5) We explain how justified true beliefs - any justified true belief it seems - can keep us from God.
6) We explain how Ed Gungor can reach the conclusion that we really shouldn't reach conclusions.
7) Finally, how do you answer the question - Jesus?
Posted by: Graham Veale at June 8, 2006
I ran across this prayer yesterday after reading this post about religion versus mystery. Perhaps it's the balance some here are desiring to see more of:
"O God, you withdraw from our sight that you may be known by our love. Help us to enter the cloud where you are hidden and surrender all our certainty to the darkness of faith in Jesus Christ." (Mennonite Hymnal, prayer #676)
In this prayer there is an obvious knowing of God, some certainties: that He exists, that loving disciples represent Him accurately in His physical absence, that the way to Him is faith in Jesus as the Christ.
But there is admitted "darkness" as well. There is a perceived distance between God and man: mystery, unknowables, uncertainties, even confusion. These act as a cloudy layer around the God we love and long to know. This layer is penetrated by faith, wandered into with feeling hands outstretched, groping in the darkness for substance and more definition. The darkness, the mystery, sustains the need for faith so that faith is not a one time only exercise earning us heaven instead of hell but an ongoing necessity keeping us alive and believing through the dark clouds of God's mystery. As someone once said, "Continue as you began." Faith gains us entrance into the darkness of God and continues - if not increases - our need for faith. Does it not?
Balance seems to be what's lacking. It's as if we're scared in the West of paradox - unable to admit the necessity of both certainty and mystery in our religion/relationship with God.
Posted by: shaun groves at June 8, 2006
Oh, for pities sake, read Augustine, Aquinas, and Anselm. Or the Capadocian fathers. They were all prepared to investigate doctrine, using extremely rigorous arguments. They felt such investiagtions informed their faith, and brought them closer to God. And they all acknowledged that our rationality has limits - nature transcends it on many occassions, never mind an infinite God.
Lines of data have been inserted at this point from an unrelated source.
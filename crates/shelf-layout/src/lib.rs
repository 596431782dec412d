#![forbid(unsafe_code)]

//! Card-grid layout planning for the brickshelf collection tracker.
//!
//! # Role in brickshelf
//! The catalog page shows every theme as a card in a responsive two-column
//! grid. `shelf-layout` decides which cards span the full row and which
//! share it, then turns those decisions into card rectangles.
//!
//! # Primary responsibilities
//! - **LayoutPlanner**: pure full/half width planning over an ordered theme
//!   list ([`planner`]).
//! - **PlanCache**: optional memo keyed on item counts and threshold
//!   ([`cache`]).
//! - **CardGrid**: viewport-aware placement with an opaque per-card render
//!   callback ([`grid`], [`responsive`]).
//! - **PlannerConfig**: TOML/JSON configuration ([`config`]).

pub mod cache;
pub mod config;
pub mod error;
pub mod geometry;
pub mod grid;
pub mod planner;
pub mod responsive;

pub use cache::{PlanCache, PlanCacheStats, PlanKey};
pub use config::{ConfigError, PlannerConfig};
pub use error::{PlanError, Result};
pub use geometry::{Rect, Sides};
pub use grid::{CardGrid, GridArrangement, GridConfig};
pub use planner::{
    FULL_WIDTH_THRESHOLD, LayoutDecision, LayoutPlanner, PlacementRule, PlannedTheme,
    ThemeDescriptor, classify_intrinsic, plan, resolve_at, resolve_positions,
};
pub use responsive::{DEFAULT_WIDE_MIN_WIDTH, Viewport};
If this post is taken at face value, then Conan Doyle and Agatha Christie missed a trick when they had their heroes solve mysteries. And Galileo and Crick and Watson and Einstein and Newton all made the world an infinitely duller place. After all, everyone hates to see a mystery solved.
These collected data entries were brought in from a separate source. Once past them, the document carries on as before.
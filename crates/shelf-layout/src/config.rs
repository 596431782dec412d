#![forbid(unsafe_code)]

//! Planner and grid configuration as data.
//!
//! [`PlannerConfig`] groups the full-width threshold, cache size, and grid
//! presentation settings so they can be loaded from TOML or JSON at startup.
//!
//! ```toml
//! # shelf.toml
//! threshold = 7
//! cache_capacity = 64
//!
//! [grid]
//! gap = 1
//! card_height = 5
//! wide_min_width = 80
//! ```
//!
//! Every field has a default, so an empty file yields
//! `PlannerConfig::default()`.

use std::path::Path;

use serde::{Deserialize, Serialize};
use thiserror::Error;

use crate::cache::PlanCache;
use crate::grid::{CardGrid, GridConfig};
use crate::planner::{FULL_WIDTH_THRESHOLD, LayoutPlanner};

/// Top-level configuration for planning and grid presentation.
#[derive(Debug, Clone, PartialEq, Eq, Serialize, Deserialize)]
#[serde(default)]
pub struct PlannerConfig {
    /// Item count at which a theme is naturally full width. Default: 7.
    pub threshold: i64,
    /// Maximum memoized plans. Default: 64.
    pub cache_capacity: usize,
    /// Grid presentation.
    pub grid: GridConfig,
}

impl Default for PlannerConfig {
    fn default() -> Self {
        Self {
            threshold: FULL_WIDTH_THRESHOLD,
            cache_capacity: 64,
            grid: GridConfig::default(),
        }
    }
}

impl PlannerConfig {
    /// Load from a TOML string and validate.
    pub fn from_toml_str(s: &str) -> Result<Self, ConfigError> {
        toml::from_str::<Self>(s)?.validated()
    }

    /// Load from a TOML file on disk and validate.
    pub fn from_toml_file(path: impl AsRef<Path>) -> Result<Self, ConfigError> {
        let content = std::fs::read_to_string(path.as_ref())?;
        Self::from_toml_str(&content)
    }

    /// Load from a JSON string and validate.
    pub fn from_json_str(s: &str) -> Result<Self, ConfigError> {
        serde_json::from_str::<Self>(s)?.validated()
    }

    /// Load from a JSON file on disk and validate.
    pub fn from_json_file(path: impl AsRef<Path>) -> Result<Self, ConfigError> {
        let content = std::fs::read_to_string(path.as_ref())?;
        Self::from_json_str(&content)
    }

    /// Load from a file, picking the format by extension (`.json` or TOML).
    pub fn from_file(path: impl AsRef<Path>) -> Result<Self, ConfigError> {
        let path = path.as_ref();
        match path.extension().and_then(|ext| ext.to_str()) {
            Some("json") => Self::from_json_file(path),
            _ => Self::from_toml_file(path),
        }
    }

    /// Serialize to TOML.
    pub fn to_toml_string(&self) -> Result<String, ConfigError> {
        Ok(toml::to_string_pretty(self)?)
    }

    /// Check every parameter. An empty list means the config is valid.
    #[must_use]
    pub fn validate(&self) -> Vec<String> {
        let mut errors = Vec::new();
        if self.threshold <= 0 {
            errors.push(format!("threshold must be > 0, got {}", self.threshold));
        }
        if self.cache_capacity == 0 {
            errors.push("cache_capacity must be > 0".to_string());
        }
        if self.grid.card_height == 0 {
            errors.push("grid.card_height must be > 0".to_string());
        }
        if self.grid.wide_min_width == 0 {
            errors.push("grid.wide_min_width must be > 0".to_string());
        }
        errors
    }

    fn validated(self) -> Result<Self, ConfigError> {
        let errors = self.validate();
        if errors.is_empty() {
            Ok(self)
        } else {
            Err(ConfigError::Validation(errors))
        }
    }

    /// Planner for the configured threshold.
    pub fn planner(&self) -> crate::Result<LayoutPlanner> {
        LayoutPlanner::new(self.threshold)
    }

    #[must_use]
    pub fn cache(&self) -> PlanCache {
        PlanCache::new(self.cache_capacity)
    }

    #[must_use]
    pub fn card_grid(&self) -> CardGrid {
        CardGrid::new(self.grid)
    }
}

/// Errors that can occur when loading a configuration.
#[derive(Debug, Error)]
pub enum ConfigError {
    #[error("I/O error: {0}")]
    Io(#[from] std::io::Error),

    #[error("TOML parse error: {0}")]
    Toml(#[from] toml::de::Error),

    #[error("TOML serialize error: {0}")]
    TomlSer(#[from] toml::ser::Error),

    #[error("JSON parse error: {0}")]
    Json(#[from] serde_json::Error),

    #[error("validation errors: {}", .0.join("; "))]
    Validation(Vec<String>),
}

#[cfg(test)]
mod tests {
    use super::*;

    #[test]
    fn empty_toml_is_default() {
        let config = PlannerConfig::from_toml_str("").unwrap();
        assert_eq!(config, PlannerConfig::default());
        assert!(config.validate().is_empty());
    }

    #[test]
    fn partial_toml_keeps_other_defaults() {
        let config = PlannerConfig::from_toml_str(
            r#"
threshold = 4

[grid]
wide_min_width = 100
"#,
        )
        .unwrap();
        assert_eq!(config.threshold, 4);
        assert_eq!(config.cache_capacity, 64);
        assert_eq!(config.grid.wide_min_width, 100);
        assert_eq!(config.grid.card_height, 5);
    }

    #[test]
    fn json_round_trips_through_toml() {
        let config = PlannerConfig::from_json_str(r#"{"threshold": 9, "grid": {"gap": 3}}"#).unwrap();
        let toml = config.to_toml_string().unwrap();
        assert_eq!(PlannerConfig::from_toml_str(&toml).unwrap(), config);
    }

    #[test]
    fn validation_collects_every_problem() {
        let err = PlannerConfig::from_toml_str(
            r#"
threshold = 0
cache_capacity = 0

[grid]
card_height = 0
"#,
        )
        .unwrap_err();
        match err {
            ConfigError::Validation(errors) => assert_eq!(errors.len(), 3),
            other => panic!("unexpected error: {other}"),
        }
    }

    #[test]
    fn bad_toml_is_a_parse_error() {
        let err = PlannerConfig::from_toml_str("threshold = \"seven\"").unwrap_err();
        assert!(matches!(err, ConfigError::Toml(_)));
        assert!(err.to_string().starts_with("TOML parse error"));
    }

    #[test]
    fn missing_file_is_io_error() {
        let err = PlannerConfig::from_file("/nonexistent/shelf.toml").unwrap_err();
        assert!(matches!(err, ConfigError::Io(_)));
    }

    #[test]
    fn builds_planner_and_grid() {
        let config = PlannerConfig {
            threshold: 3,
            ..PlannerConfig::default()
        };
        assert_eq!(config.planner().unwrap().threshold(), 3);
        assert_eq!(config.cache().capacity(), 64);
        assert_eq!(config.card_grid().config().wide_min_width, 80);
    }
}
#![forbid(unsafe_code)]

pub mod cli;
pub mod error;
pub mod input;
pub mod logging;
pub mod output;
pub mod preview;

pub use cli::{run, run_from_env};
pub use error::{CliError, Result};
Posted by: Graham Veale at June 9, 2006
This was a great perspective! I think though, that religion is not so much about dissecting as defining. Yes, one of the ways to define is to dissect, but it is not the exploration that limits, it is the "definitive" deductions made at the end of the exploration ... the use of the end result to classify with subsequent elimination of other possibilities. It is at this point that religion becomes static and exclusive, and as such, fallible. For if we discontinue the exploration, we have not found God. God is in the search (not the religion). The point of the article is that the questioning or exploring continues, as it is meant to.
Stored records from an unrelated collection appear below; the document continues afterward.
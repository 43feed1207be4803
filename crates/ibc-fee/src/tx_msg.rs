use ibc_proto::google::protobuf::Any;
use prost::Message;

use crate::prelude::*;

pub trait Msg: Clone {
    type ValidationError;
    type Raw: From<Self> + Message;

    /// The module the message is routed to.
    fn route(&self) -> String;

    /// Unique type identifier for this message, to support encoding to/from `prost_types::Any`.
    fn type_url(&self) -> String;

    fn get_sign_bytes(&self) -> Vec<u8> {
        let raw_msg: Self::Raw = self.clone().into();
        raw_msg.encode_to_vec()
    }

    fn to_any(self) -> Any {
        Any {
            type_url: self.type_url(),
            value: self.get_sign_bytes(),
        }
    }

    /// Stateless checks, run before the message touches any state.
    fn validate_basic(&self) -> Result<(), Self::ValidationError> {
        Ok(())
    }
}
God is dynamic and eternal and infinite. Do we really expect to fully "know" God at some point? Or is the objective of our journey the search? Of course, it is the latter and that is why Jesus is the question. Jesus is the fountain of encouragement along the road. THINK. For as you THINK, you grow (closer to God). When you allow religion (doctrine) to define and limit your thinking, your search will be over, but you will not have found God. You will have found security and complacency and God is neither of these!
Posted by: Peggy at June 22, 2006
Peggy,
I have found God and He IS security. It is those who do not wish to find the truth at the end of the search who do not have it. God said, "you shall search for me AND you shall find Me, IF you search for me with all your heart". This is not to say that God can be fully known in this life, but knowing God is a relationship pictured for us in the scriptures as a marital relationship. After 25 years of marriage I can say with assurance that I KNOW my husband. There are still many things about him for me to learn, but I still know him. If your goal is to never find truth, you are certain to achieve it.